** Exercise requirements **
Each line of the records below that holds "logs" should be returned.

/---

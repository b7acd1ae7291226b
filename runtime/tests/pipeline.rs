//! End-to-end tests driving the full pipeline: source → compiler → VM, and
//! source → bundle → VM, through the embedding facade.

use std::sync::{Arc, Mutex};

use vellum_runtime::bundle;
use vellum_runtime::compiler::compile;
use vellum_runtime::error::Error;
use vellum_runtime::interpreter::{RuntimeError, RuntimeErrorKind, Vm};
use vellum_runtime::limits::ExecutionLimits;
use vellum_runtime::natives::{NativeError, NativeRegistry};
use vellum_runtime::value::Value;
use vellum_runtime::{Runtime, DEFAULT_ENTRY};

fn expect_runtime(err: Error) -> RuntimeError {
    match err {
        Error::Runtime(err) => err,
        other => panic!("expected a runtime error, got {other}"),
    }
}

/// Registry with a `log` native that records every message it sees.
fn logging_registry() -> (NativeRegistry, Arc<Mutex<Vec<String>>>) {
    let messages = Arc::new(Mutex::new(Vec::new()));
    let sink = Arc::clone(&messages);
    let mut natives = NativeRegistry::new();
    natives.register_fn("log", 1, move |args| {
        sink.lock().expect("sink lock").push(args[0].as_string());
        Ok(Value::Null)
    });
    (natives, messages)
}

#[test]
fn string_concat_is_left_associative_with_int_coercion() {
    let (natives, messages) = logging_registry();
    let runtime = Runtime::new(natives);
    let result = runtime
        .run_source(
            "func main() { let a = 1; let b = 2; log(\"sum=\" + a + b) }",
            DEFAULT_ENTRY,
        )
        .expect("run");
    assert_eq!(result, Value::Null);
    assert_eq!(*messages.lock().expect("sink lock"), vec!["sum=12"]);
}

#[test]
fn labeled_parameters_forward_arguments() {
    let (natives, messages) = logging_registry();
    let runtime = Runtime::new(natives);
    let result = runtime
        .run_source(
            "func greet(_ name: String) { log(\"Hola \" + name) }\n\
             func main() { greet(\"Rafa\") }",
            DEFAULT_ENTRY,
        )
        .expect("run");
    assert_eq!(result, Value::Null);
    assert_eq!(*messages.lock().expect("sink lock"), vec!["Hola Rafa"]);
}

#[test]
fn conditional_takes_the_true_branch_once() {
    let calls = Arc::new(Mutex::new(Vec::new()));
    let sink = Arc::clone(&calls);
    let mut natives = NativeRegistry::new();
    natives.register_fn("setText", 2, move |args| {
        sink.lock()
            .expect("sink lock")
            .push((args[0].as_string(), args[1].as_string()));
        Ok(Value::Null)
    });
    let runtime = Runtime::new(natives);
    runtime
        .run_source(
            "func main() { let x = \"Rafa\"\n\
               if x == \"Rafa\" { setText(id: \"t\", text: \"ok\") }\n\
               else { setText(id: \"t\", text: \"no\") } }",
            DEFAULT_ENTRY,
        )
        .expect("run");
    assert_eq!(
        *calls.lock().expect("sink lock"),
        vec![("t".to_string(), "ok".to_string())]
    );
}

#[test]
fn returns_the_sum_of_literals() {
    let runtime = Runtime::new(NativeRegistry::new());
    let result = runtime
        .run_source("func main() { return 1 + 2 }", DEFAULT_ENTRY)
        .expect("run");
    assert_eq!(result, Value::Int(3));
}

#[test]
fn unknown_native_reports_the_call_line() {
    let runtime = Runtime::new(NativeRegistry::new());
    let err = runtime
        .run_source("func main() {\n  unknown()\n}", DEFAULT_ENTRY)
        .unwrap_err();
    let err = expect_runtime(err);
    assert_eq!(
        err.kind,
        RuntimeErrorKind::UnknownNative("unknown".to_string())
    );
    assert_eq!(err.line, Some(2));
}

#[test]
fn empty_body_returns_null() {
    let runtime = Runtime::new(NativeRegistry::new());
    let result = runtime
        .run_source("func main() { }", DEFAULT_ENTRY)
        .expect("run");
    assert_eq!(result, Value::Null);
}

#[test]
fn false_condition_without_else_has_no_side_effect() {
    let (natives, messages) = logging_registry();
    let runtime = Runtime::new(natives);
    let result = runtime
        .run_source(
            "func main() { if 1 == 2 { log(\"unreachable\") } }",
            DEFAULT_ENTRY,
        )
        .expect("run");
    assert_eq!(result, Value::Null);
    assert!(messages.lock().expect("sink lock").is_empty());
}

#[test]
fn execution_is_deterministic_across_runs() {
    let source = "func twice(x: Int) { return x + x }\n\
                  func main() { log(\"a\")\n log(twice(4))\n log(\"b\")\n return twice(10) }";
    let mut results = Vec::new();
    let mut logs = Vec::new();
    for _ in 0..2 {
        let (natives, messages) = logging_registry();
        let runtime = Runtime::new(natives);
        results.push(runtime.run_source(source, DEFAULT_ENTRY).expect("run"));
        logs.push(messages.lock().expect("sink lock").clone());
    }
    assert_eq!(results[0], results[1]);
    assert_eq!(results[0], Value::Int(20));
    assert_eq!(logs[0], logs[1]);
    assert_eq!(logs[0], vec!["a", "8", "b"]);
}

#[test]
fn cross_type_equality_is_false() {
    let runtime = Runtime::new(NativeRegistry::new());
    let result = runtime
        .run_source("func main() { return 1 == 1.0 }", DEFAULT_ENTRY)
        .expect("run");
    assert_eq!(result, Value::Bool(false));
}

#[test]
fn adding_bool_to_int_faults_with_a_line() {
    let runtime = Runtime::new(NativeRegistry::new());
    let err = runtime
        .run_source("func main() {\n  return 1 + true\n}", DEFAULT_ENTRY)
        .unwrap_err();
    let err = expect_runtime(err);
    assert_eq!(
        err.kind,
        RuntimeErrorKind::InvalidAdd {
            lhs: "int",
            rhs: "bool"
        }
    );
    assert_eq!(err.line, Some(2));
}

#[test]
fn script_function_arity_is_checked_at_the_call() {
    let runtime = Runtime::new(NativeRegistry::new());
    let err = runtime
        .run_source(
            "func pair(a: Int, b: Int) { return a + b }\nfunc main() { return pair(1) }",
            DEFAULT_ENTRY,
        )
        .unwrap_err();
    let err = expect_runtime(err);
    assert_eq!(
        err.kind,
        RuntimeErrorKind::ArityMismatch {
            name: "pair".to_string(),
            expected: 2,
            actual: 1,
        }
    );
}

#[test]
fn native_arity_is_checked_before_invocation() {
    let (natives, messages) = logging_registry();
    let runtime = Runtime::new(natives);
    let err = runtime
        .run_source("func main() { log(\"a\", \"b\") }", DEFAULT_ENTRY)
        .unwrap_err();
    let err = expect_runtime(err);
    assert!(matches!(err.kind, RuntimeErrorKind::ArityMismatch { .. }));
    assert!(messages.lock().expect("sink lock").is_empty());
}

#[test]
fn native_failures_keep_their_message() {
    let mut natives = NativeRegistry::new();
    natives.register_fn("explode", 0, |_| Err(NativeError::new("boom")));
    let runtime = Runtime::new(natives);
    let err = runtime
        .run_source("func main() { explode() }", DEFAULT_ENTRY)
        .unwrap_err();
    let err = expect_runtime(err);
    let RuntimeErrorKind::NativeFailure { name, source } = err.kind else {
        panic!("expected a native failure");
    };
    assert_eq!(name, "explode");
    assert_eq!(source.to_string(), "boom");
}

#[test]
fn runaway_recursion_hits_the_gas_ceiling() {
    let runtime = Runtime::with_limits(
        NativeRegistry::new(),
        ExecutionLimits::with_gas_limit(1_000),
    );
    let err = runtime
        .run_source("func spin() { spin() }\nfunc main() { spin() }", DEFAULT_ENTRY)
        .unwrap_err();
    let err = expect_runtime(err);
    assert_eq!(err.kind, RuntimeErrorKind::GasExceeded { limit: 1_000 });
    assert!(err.line.is_some());
}

#[test]
fn forward_references_resolve_at_runtime() {
    let runtime = Runtime::new(NativeRegistry::new());
    let result = runtime
        .run_source(
            "func main() { return later(20) }\nfunc later(x: Int) { return x + 1 }",
            DEFAULT_ENTRY,
        )
        .expect("run");
    assert_eq!(result, Value::Int(21));
}

#[test]
fn bundles_run_without_reparsing() {
    let program = compile(
        "func main() { return greeting() + \"!\" }\n\
         func greeting() { return \"hola\" }",
    )
    .expect("compile");
    let key: &[u8] = b"bundle key";
    let bytes = bundle::write_bundle(&program, Some(key)).expect("write");

    let runtime = Runtime::new(NativeRegistry::new());
    let result = runtime
        .run_bundle(&bytes, Some(key), DEFAULT_ENTRY)
        .expect("run");
    assert_eq!(result, Value::String("hola!".to_string()));
}

#[test]
fn bundle_with_wrong_key_is_rejected_by_the_facade() {
    let program = compile("func main() { return 7 }").expect("compile");
    let bytes = bundle::write_bundle(&program, Some(b"right".as_slice())).expect("write");
    let runtime = Runtime::new(NativeRegistry::new());
    let err = runtime
        .run_bundle(&bytes, Some(b"wrong".as_slice()), DEFAULT_ENTRY)
        .unwrap_err();
    assert!(matches!(err, Error::Bundle(_)));
}

#[test]
fn direct_vm_call_passes_arguments_as_locals() {
    let program = compile("func double(x: Int) { return x + x }").expect("compile");
    let natives = NativeRegistry::new();
    let vm = Vm::new(&program, &natives);
    let result = vm.call("double", vec![Value::Int(21)]).expect("run");
    assert_eq!(result, Value::Int(42));
}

\---

** Solution for this task **
    let mut logs = Vec::new();
        logs.push(messages.lock().expect("sink lock").clone());
    assert_eq!(logs[0], logs[1]);
    assert_eq!(logs[0], vec!["a", "8", "b"]);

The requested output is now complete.